Patients Report Mostly High Satisfaction With US Hemophilia Treatment Centers

People living with bleeding disorders such as hemophilia and von Willebrand disease report consistently high levels of satisfaction with the care they receive at U.S. hemophilia treatment centers (HTCs), according to the results of the U.S. HTC Network’s first national survey.

Most respondents said they were satisfied with HTC staff and services across the board, although the survey identified issues related to insurance and receiving care in languages other than English.

The study, “Patient satisfaction with US Hemophilia Treatment Center Care, Teams and Services: The First National Survey,” was published in the journal Haemophilia.

Patient satisfaction often corresponds to treatment adherence and better health outcomes, making it a useful way to measure quality of care. As such,  large patient surveys become useful means for identifying the strengths and weaknesses of a given healthcare system.

The U.S. Health Resources and Services Administration (HRSA) provides funding to support the U.S. HTC Network. In 2012 HRSA released new requirements for documenting the impact of HTC services, strengthening patient input, and fostering the transition from adolescent to adult care.

This prompted the HTC Network to conduct its first national survey, which ran from February to June 2015. Responses from 5,006 individuals (a 17.7% national response rate) who obtained care in 2014 came from 133 HTCs.

A total of 3,106 respondents (62%) had hemophilia, 1,299 (25.9%) had von Willebrand disease, and the remaining 601 reported other conditions or did not specify their diagnosis. People with severe disease accounted for 29.4% of the group, those with moderate disease for 17.8%, and participants with mild disease for 32.8%. The higher proportion of respondents was found in the Midwest (42.1%), followed by the Northeast (27.9%), the West (19%), and the Southeast (10.9%).

Approximately 30% of respondents were female, nearly 80% were white, and most responses (42.1%) come from the Midwest.

Results showed that a commanding majority of respondents — between 94.2% and 97.9% — reported feeling “always or usually” satisfied with their HTC care overall, regardless of age, ethnicity, sex, or other factors.

Respondents reported similar levels of satisfaction with the individual members of their HTC team, which consists of a hematologist, nurse, nurse practitioner, social worker, and physical therapist. Satisfaction with each team member ranged between approximately 95% and 97% — again, regardless of demographics.

Nearly 97% of respondents reported feeling “always or usually” satisfied with how HTC staff engaged them in decision-making about their care. Similar high proportions felt the same level of satisfaction with how HTCs coordinated care with a patient’s primary care provider (89.5%) and with specialists (nearly 93%).
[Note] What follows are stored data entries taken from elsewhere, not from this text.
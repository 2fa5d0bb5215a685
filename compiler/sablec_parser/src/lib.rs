//! Parser of Sable.
//!
//! A Pratt-style precedence parser: it pulls tokens from the lexer one at
//! a time, dispatches on the current token's prefix rule, then folds infix
//! rules in while their precedence allows. Along the way it keeps the
//! scope stack of symbol tables up to date, so name resolution errors are
//! reported during parsing.

use std::mem;

use sablec_ast::{Annotation, Arity, AstNode, NodeKind, TypeKind, LEFT, RIGHT};
use sablec_diag::{DiagnosticSink, FileId, IResult, ToDiagnostic};
use sablec_lexer::Lexer;
use sablec_token::{Token, TokenKind};

use crate::scope::ScopeStack;
use crate::value::Value;

pub mod diags;
pub mod expr;
pub mod fold;
pub mod item;
pub mod scope;
pub mod stmt;
pub mod value;

#[cfg(test)]
mod tests;

/// Binding strength of an operator, low to high.
#[derive(Debug, Clone, Copy, PartialEq, Eq, PartialOrd, Ord)]
pub enum Precedence {
    None = 0,
    Assignment,
    Ternary,
    Logical,
    Bitwise,
    Term,
    Factor,
    Unary,
    Prefix,
    Subscript,
}

impl Precedence {
    /// The next binding strength up, used by left-associative infix rules.
    pub(crate) fn stronger(self) -> Precedence {
        use Precedence::*;

        match self {
            None => Assignment,
            Assignment => Ternary,
            Ternary => Logical,
            Logical => Bitwise,
            Bitwise => Term,
            Term => Factor,
            Factor => Unary,
            Unary => Prefix,
            Prefix => Subscript,
            Subscript => Subscript,
        }
    }
}

type PrefixFn = fn(&mut Parser, bool) -> IResult<Box<AstNode>>;
type InfixFn = fn(&mut Parser) -> IResult<Box<AstNode>>;

/// Prefix rule for a token kind, a pure function of the kind.
pub(crate) fn prefix_rule(kind: TokenKind) -> Option<PrefixFn> {
    use TokenKind as Tk;

    Some(match kind {
        Tk::I8
        | Tk::I16
        | Tk::I32
        | Tk::I64
        | Tk::U8
        | Tk::U16
        | Tk::U32
        | Tk::U64
        | Tk::F32
        | Tk::F64
        | Tk::KwChar
        | Tk::KwString
        | Tk::KwBool
        | Tk::KwVoid => expr::type_decl,
        Tk::KwEnum => item::enum_decl,
        Tk::KwStruct => item::struct_decl,
        Tk::KwBreak => stmt::break_stmt,
        Tk::KwContinue => stmt::continue_stmt,
        Tk::KwReturn => stmt::return_stmt,
        Tk::Ident => expr::identifier,
        Tk::IntLit
        | Tk::HexLit
        | Tk::BinLit
        | Tk::FloatLit
        | Tk::CharLit
        | Tk::BoolLit
        | Tk::StrLit
        | Tk::EnumLit => expr::literal,
        Tk::LParen => expr::grouping,
        Tk::Bang | Tk::Minus | Tk::Tilde | Tk::PlusPlus | Tk::MinusMinus => expr::unary,
        _ => return None,
    })
}

/// Infix rule and precedence for a token kind, a pure function of the kind.
pub(crate) fn infix_rule(kind: TokenKind) -> Option<(InfixFn, Precedence)> {
    use TokenKind as Tk;

    Some(match kind {
        Tk::LBracket => (expr::array_subscript as InfixFn, Precedence::Subscript),
        Tk::EqEq | Tk::BangEq | Tk::AndAnd | Tk::OrOr | Tk::Lt | Tk::Gt => {
            (expr::binary as InfixFn, Precedence::Logical)
        }
        Tk::Caret | Tk::And | Tk::Or | Tk::Shl | Tk::Shr => {
            (expr::binary as InfixFn, Precedence::Bitwise)
        }
        Tk::Plus | Tk::Minus => (expr::binary as InfixFn, Precedence::Term),
        Tk::Star | Tk::Slash | Tk::Percent => (expr::binary as InfixFn, Precedence::Factor),
        _ => return None,
    })
}

/// Parser of Sable, turns source text into an [`AstNode`] tree.
#[derive(Debug, Clone)]
pub struct Parser {
    /// token source, driven one token at a time
    lexer: Lexer,
    /// the token the active rule owns
    pub current: Token,
    /// one token of look-ahead
    pub next: Token,
    /// two tokens of look-ahead, enough to tell a function declaration from
    /// a call
    pub after_next: Token,
    /// sink of diags
    pub sink: DiagnosticSink,
    /// file id of the file we are parsing
    pub fid: FileId,
    /// stack of symbol tables, with the shadow slot
    pub scopes: ScopeStack,
    /// set once the lexer returned an error token; no further scanning
    lexer_failed: bool,
}

impl Parser {
    /// Create a new parser reading from `lexer`.
    pub fn new(lexer: Lexer, sink: DiagnosticSink, fid: FileId) -> Parser {
        let mut parser = Parser {
            lexer,
            current: Token::dummy(),
            next: Token::dummy(),
            after_next: Token::dummy(),
            sink,
            fid,
            scopes: ScopeStack::new(),
            lexer_failed: false,
        };

        // Two advances prime the parser: `current` stays the dummy and
        // `next` holds the first real token.
        parser.advance();
        parser.advance();

        parser
    }

    /// Advance by one token.
    ///
    /// An error token from the lexer aborts the parse: the failure is
    /// already in the sink, scanning stops, and the parse winds down on a
    /// synthesised end of file.
    pub(crate) fn advance(&mut self) {
        let scanned = if self.lexer_failed {
            let mut eof = self.after_next.clone();
            eof.kind = TokenKind::Eof;
            eof
        } else {
            self.lexer.scan_token()
        };

        self.current = mem::replace(&mut self.next, mem::replace(&mut self.after_next, scanned));

        if self.after_next.kind == TokenKind::Error {
            self.lexer_failed = true;
            self.after_next.kind = TokenKind::Eof;
        }
    }

    /// The lexeme of `token`, as an owned string.
    pub(crate) fn lexeme(&self, token: &Token) -> String {
        token.lexeme(self.lexer.source()).to_string()
    }

    /// The source being parsed.
    pub fn source(&self) -> &str {
        self.lexer.source()
    }

    pub(crate) fn next_is(&self, kind: TokenKind) -> bool {
        self.next.kind == kind
    }

    pub(crate) fn after_next_is(&self, kind: TokenKind) -> bool {
        self.after_next.kind == kind
    }

    /// Consume the next token if it has the given kind.
    pub(crate) fn matches(&mut self, kind: TokenKind) -> bool {
        if !self.next_is(kind) {
            return false;
        }

        self.advance();
        true
    }

    /// Expect and consume the next token. When it is something else, emit a
    /// diagnostic and leave the token in place so an enclosing rule can
    /// resynchronise.
    pub(crate) fn consume(&mut self, kind: TokenKind, context: &'static str) {
        if self.matches(kind) {
            return;
        }

        let diag = diags::ExpectedToken {
            expected: kind.to_string(),
            found: self.next.kind,
            context,
            loc: self.next.loc.clone(),
        };
        self.sink.emit(diag);
    }

    /// Expect and consume any type keyword.
    pub(crate) fn consume_any_type(&mut self, context: &'static str) {
        if self.next.kind.is_type_keyword() {
            self.advance();
            return;
        }

        let diag = diags::ExpectedToken {
            expected: "a type".to_string(),
            found: self.next.kind,
            context,
            loc: self.next.loc.clone(),
        };
        self.sink.emit(diag);
    }

    /// Parse one expression at the lowest (assignment) precedence.
    pub fn expression(&mut self) -> IResult<Box<AstNode>> {
        self.parse_precedence(Precedence::Assignment)
    }

    /// The Pratt loop.
    ///
    /// Advances one token, dispatches to its prefix rule, then while the
    /// next token's infix precedence is at least `precedence`, advances and
    /// folds the infix rule in, wiring the accumulated node as its LEFT
    /// child. Right associativity is encoded by an infix rule recursing at
    /// its own precedence instead of one higher.
    pub(crate) fn parse_precedence(&mut self, precedence: Precedence) -> IResult<Box<AstNode>> {
        self.advance();

        let Some(prefix) = prefix_rule(self.current.kind) else {
            return Err(diags::NoParseRule {
                found: self.current.kind,
                loc: self.current.loc.clone(),
            }
            .into_diag());
        };

        let can_assign = precedence <= Precedence::Assignment;
        let mut node = prefix(self, can_assign)?;

        loop {
            let Some((infix, infix_precedence)) = infix_rule(self.next.kind) else {
                break;
            };
            if precedence > infix_precedence {
                break;
            }

            self.advance();

            let mut infix_node = infix(self)?;
            infix_node.children[LEFT] = Some(node);
            node = infix_node;
        }

        Ok(node)
    }

    /// Skip ahead to the next statement boundary after a parse error:
    /// just past the next `;`, or in front of a `}` or the end of file.
    pub(crate) fn recover_statement(&mut self) {
        loop {
            if self.next_is(TokenKind::Semi) {
                self.advance();
                return;
            }
            if self.next_is(TokenKind::RCurly) || self.next_is(TokenKind::Eof) {
                return;
            }

            self.advance();
        }
    }

    /// Parse the whole token stream into a tree rooted at a start node.
    ///
    /// Always returns a tree; whether the build is usable is decided by the
    /// error count in the sink.
    pub fn build_ast(&mut self) -> Box<AstNode> {
        let mut stmts = Vec::new();

        while !self.matches(TokenKind::Eof) {
            match self.statement() {
                Ok(stmt) => stmts.push(stmt),
                Err(diag) => {
                    self.sink.emit(diag);
                    self.recover_statement();
                }
            }
        }

        let mut root = chain(stmts);
        root.kind = NodeKind::Start;
        root
    }

    /// [`Parser::build_ast`], but `None` when any error was emitted.
    pub fn produce(&mut self) -> Option<Box<AstNode>> {
        let ast = self.build_ast();

        if self.sink.failed() {
            return None;
        }

        Some(ast)
    }

    /// Check a constant initialiser against the declared annotation:
    /// reports a type disagreement when the kinds cannot agree, and
    /// re-checks direct literals against a narrower declared bit width.
    pub(crate) fn check_initialiser(&mut self, declared: &Annotation, rhs: &AstNode) {
        if declared.is_function {
            return;
        }
        if !matches!(
            declared.ostensible,
            TypeKind::Int
                | TypeKind::Float
                | TypeKind::Bool
                | TypeKind::Char
                | TypeKind::Str
                | TypeKind::Enum
        ) {
            return;
        }

        let Some(value) = fold::fold(rhs, self.lexer.source()) else {
            return;
        };
        if value == Value::Overflow {
            // already reported at the literal itself
            return;
        }

        if !kind_accepts(declared.ostensible, &value) {
            let diag = diags::TypeDisagreement {
                declared: declared.ostensible,
                found: value.kind_name(),
                loc: rhs.token.loc.clone(),
            };
            self.sink.emit(diag);
            return;
        }

        let narrowable = rhs.kind == NodeKind::Literal
            && matches!(declared.ostensible, TypeKind::Int | TypeKind::Float)
            && declared.bit_width != 0;
        if narrowable {
            let lexeme = self.lexeme(&rhs.token);

            if Value::from_literal(declared, rhs.token.kind, &lexeme) == Value::Overflow {
                if declared.ostensible == TypeKind::Int {
                    let diag = diags::IntLiteralOverflow {
                        is_signed: declared.is_signed,
                        bit_width: declared.bit_width,
                        loc: rhs.token.loc.clone(),
                    };
                    self.sink.emit(diag);
                } else {
                    let diag = diags::FloatLiteralOverflow {
                        bit_width: declared.bit_width,
                        loc: rhs.token.loc.clone(),
                    };
                    self.sink.emit(diag);
                }
            }
        }
    }
}

/// Which value kinds can initialise a declaration of `declared` kind.
fn kind_accepts(declared: TypeKind, value: &Value) -> bool {
    match declared {
        TypeKind::Int | TypeKind::Enum => matches!(value, Value::Int(_) | Value::Uint(_)),
        // integer literals may initialise floats
        TypeKind::Float => matches!(value, Value::Float(_) | Value::Int(_) | Value::Uint(_)),
        TypeKind::Bool => matches!(value, Value::Bool(_)),
        TypeKind::Char => matches!(value, Value::Char(_)),
        TypeKind::Str => matches!(value, Value::Str(_)),
        _ => true,
    }
}

/// Link `stmts` into a chain spine: every link holds a statement at LEFT
/// and the next link at RIGHT, and a single empty link terminates the
/// walk.
pub(crate) fn chain(stmts: Vec<Box<AstNode>>) -> Box<AstNode> {
    let mut link = AstNode::with_arity(NodeKind::Chain, Arity::Binary, Annotation::none());

    for stmt in stmts.into_iter().rev() {
        let mut new_link = AstNode::with_arity(NodeKind::Chain, Arity::Binary, Annotation::none());
        new_link.children[LEFT] = Some(stmt);
        new_link.children[RIGHT] = Some(link);
        link = new_link;
    }

    link
}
Timeliness of care, ease of getting needed information, ease of understanding how the HTC clinic staff explained things, time spent with clinic staff, and being treated with respect all saw satisfaction rates of 95% or more.

Between 90% and 93% of adolescents felt “always or usually” satisfied with how their center helped them manage transition from adolescent to adult care.

Respondents rated insurance as an obstacle to getting needed HTC care. Nationally, 26.4% reported this as a problem, with the rate rising to 31.3% in the West.

Of the respondents who needed language assistance — notably, 2.6% of respondents filled out the Spanish version of the survey — 21.2% said it was always or usually a problem. The highest proportion, 25.9%, came from the West.

The researchers said the higher prevalence of problems with insurance and language in the West was expected. This region is home to more non-English speakers, most of whom are Hispanic. This community’s challenges in obtaining insurance, the team added, are well-documented.

Based on the survey’s results, the HTC Network recommends all payers include HTCs in their networks and that policies “should prohibit health plans from delaying, denying or modifying HTC diagnostic and treatment recommendations,” in order to foster health equity, the scientists wrote.

The specialized services found at an HTC often require more time than the typical 10–15 minute visit, the investigators said, and payers should reimburse care centers adequately for their services.

“Adequate reimbursement is particularly critical today,” the researchers wrote, “so the U.S. HTC Network, and other rare disorder population centers, can facilitate safe patient access to new novel therapies, including gene therapy, that promise enhanced wellness.”

“Lastly,” they added, “the U.S. HTC Network’s regional leadership, and leaders from each of the core team disciplines, as well as patients and patient advocates, must be involved in shaping policies and advocacy strategies to promote HTC sustainability.”